Task brief » Write out all of the entries below word for word.

Records shown »
+--

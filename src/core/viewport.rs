use super::constants::MAX_PIXEL_RATIO;

/// Window dimensions in CSS pixels plus the device pixel ratio.
///
/// Dimensions are floored to 1 so aspect ratios and scroll-to-section math
/// never divide by zero.
#[derive(Clone, Copy, Debug, PartialEq)]
pub struct Viewport {
    pub width: u32,
    pub height: u32,
    pub device_pixel_ratio: f64,
}

impl Default for Viewport {
    fn default() -> Self {
        Self::new(1, 1, 1.0)
    }
}

impl Viewport {
    pub fn new(width: u32, height: u32, device_pixel_ratio: f64) -> Self {
        Self {
            width: width.max(1),
            height: height.max(1),
            device_pixel_ratio: sanitize_dpr(device_pixel_ratio),
        }
    }

    /// Apply a resize notification. Returns true when anything changed.
    pub fn resize(&mut self, width: u32, height: u32, device_pixel_ratio: f64) -> bool {
        let next = Self::new(width, height, device_pixel_ratio);
        let changed = next != *self;
        *self = next;
        changed
    }

    #[inline]
    pub fn aspect(&self) -> f32 {
        self.width as f32 / self.height as f32
    }

    /// Renderer pixel density, capped to bound fill cost on dense displays.
    #[inline]
    pub fn pixel_ratio(&self) -> f64 {
        self.device_pixel_ratio.min(MAX_PIXEL_RATIO)
    }

    /// Backing-store size of the canvas in physical pixels.
    pub fn backing_size(&self) -> (u32, u32) {
        let pr = self.pixel_ratio();
        let w = (self.width as f64 * pr).floor() as u32;
        let h = (self.height as f64 * pr).floor() as u32;
        (w.max(1), h.max(1))
    }
}

fn sanitize_dpr(dpr: f64) -> f64 {
    if dpr.is_finite() && dpr > 0.0 {
        dpr
    } else {
        1.0
    }
}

+--

Task solution »
filename src/core/viewport.rs
use super::constants::MAX_PIXEL_RATIO;

/// Window dimensions in CSS pixels plus the device pixel ratio.
///
/// Dimensions are floored to 1 so aspect ratios and scroll-to-section math
/// never divide by zero.
#[derive(Clone, Copy, Debug, PartialEq)]
pub struct Viewport {
    pub width: u32,
    pub height: u32,
    pub device_pixel_ratio: f64,
}

impl Default for Viewport {
    fn default() -> Self {
        Self::new(1, 1, 1.0)
    }
}

impl Viewport {
    pub fn new(width: u32, height: u32, device_pixel_ratio: f64) -> Self {
        Self {
            width: width.max(1),
            height: height.max(1),
            device_pixel_ratio: sanitize_dpr(device_pixel_ratio),
        }
    }

    /// Apply a resize notification. Returns true when anything changed.
    pub fn resize(&mut self, width: u32, height: u32, device_pixel_ratio: f64) -> bool {
        let next = Self::new(width, height, device_pixel_ratio);
        let changed = next != *self;
        *self = next;
        changed
    }

    #[inline]
    pub fn aspect(&self) -> f32 {
        self.width as f32 / self.height as f32
    }

    /// Renderer pixel density, capped to bound fill cost on dense displays.
    #[inline]
    pub fn pixel_ratio(&self) -> f64 {
        self.device_pixel_ratio.min(MAX_PIXEL_RATIO)
    }

    /// Backing-store size of the canvas in physical pixels.
    pub fn backing_size(&self) -> (u32, u32) {
        let pr = self.pixel_ratio();
        let w = (self.width as f64 * pr).floor() as u32;
        let h = (self.height as f64 * pr).floor() as u32;
        (w.max(1), h.max(1))
    }
}

fn sanitize_dpr(dpr: f64) -> f64 {
    if dpr.is_finite() && dpr > 0.0 {
        dpr
    } else {
        1.0
    }
}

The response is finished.